Uncertain Substance

Uncertain substance: The Viterbi Algorithm
A speech recognition algorithm searches radio waves for conversations about money. As an ongoing investigation of the Viterbi algorithm, this project seeks to understand the agency of a mathematical entity that operates as structural thread within the fabric of contemporary society. (continues below)

About
Conceived in 1966 the Viterbi was originally used for digital signal processing where it detects and corrects errors in digital codes. Its use has subsequently extended through the technologies of speech recognition, DNA analysis, video encryption, deep space, and wireless communications systems. Physical manifestations of this algorithm exists as microchips installed in billions of mobile devices worldwide, enabling communications networks to permeate every conceivable space, blurring distinction between home, work and social environments.

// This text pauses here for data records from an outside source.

//! Fixed-size windows of landmark vectors, the classifier's only input.

use crate::landmark::LandmarkVector;

/// Exactly `size` landmark vectors in stream order.
///
/// Windows are the unit of inference. They are only ever built here, so a
/// `Window` in hand always has its full length.
#[derive(Debug, Clone, PartialEq)]
pub struct Window {
    vectors: Vec<LandmarkVector>,
}

impl Window {
    /// Build a window from an arbitrary-length sequence.
    ///
    /// Longer sequences keep their first `size` vectors; shorter ones are
    /// padded at the tail with zero vectors, the same "no hands" signal the
    /// models saw in training.
    pub fn from_sequence(mut vectors: Vec<LandmarkVector>, size: usize) -> Self {
        vectors.truncate(size);
        vectors.resize_with(size, LandmarkVector::zeros);
        Self { vectors }
    }

    pub fn len(&self) -> usize {
        self.vectors.len()
    }

    pub fn is_empty(&self) -> bool {
        self.vectors.is_empty()
    }

    pub fn vectors(&self) -> &[LandmarkVector] {
        &self.vectors
    }
}

#[cfg(test)]
mod tests {
    use super::*;
    use crate::landmark::Handedness;

    fn marked_vector(fill: f32) -> LandmarkVector {
        let mut v = LandmarkVector::zeros();
        v.set_hand(Handedness::Left, &vec![[fill; 3]; 21]);
        v
    }

    #[test]
    fn exact_length_sequence_is_kept_as_is() {
        let vectors = vec![marked_vector(0.1), marked_vector(0.2)];
        let window = Window::from_sequence(vectors.clone(), 2);
        assert_eq!(window.vectors(), &vectors[..]);
    }

    #[test]
    fn short_sequence_is_zero_padded_at_the_tail() {
        let window = Window::from_sequence(vec![marked_vector(0.3)], 4);
        assert_eq!(window.len(), 4);
        assert!(!window.vectors()[0].is_zero());
        assert!(window.vectors()[1].is_zero());
        assert!(window.vectors()[3].is_zero());
    }

    #[test]
    fn long_sequence_keeps_its_head() {
        let vectors = vec![marked_vector(0.1), marked_vector(0.2), marked_vector(0.3)];
        let window = Window::from_sequence(vectors, 2);
        assert_eq!(window.len(), 2);
        assert!(!window.vectors()[0].is_zero());
    }

    #[test]
    fn empty_sequence_becomes_all_zero_window() {
        let window = Window::from_sequence(Vec::new(), 3);
        assert_eq!(window.len(), 3);
        assert!(window.vectors().iter().all(|v| v.is_zero()));
    }
}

Used to identify patterns and trends of human behaviour, the Viterbi plays a role in automated systems that interpret, record and report on human activity. These systems increasingly make economic decisions, govern response to crime, disaster, health and manage the everyday flow of cities. The Viterbi operates at a deep social level as it constructs new sets of social relations and radically shapes the development of our cities.

Installation Description
I tested two versions of the system, one as an installation in an old porters office in Goldsmiths University, the other as a mobile version built into a shopping trolley which I tested at Moving Forrest at Chelsea College of Art. The porters office version displayed two very dull looking computers one of which was a speech recognition server (SRS) built around the open source project CMUsphinx, and the other was a software defined radio server (SDRS) which was built around a hacked £10 USB TV tuner. The SRS listened to the audio output of the SDRS and if it detected speech then it would stay on that radio station in the hope that it would find a keyword from a list (Money, Credit, Debt, Thousand, Billion, Trillion etc), if it didn't find any words within 20 seconds, then it would trigger the SDRS to find another station where it would begin the process again.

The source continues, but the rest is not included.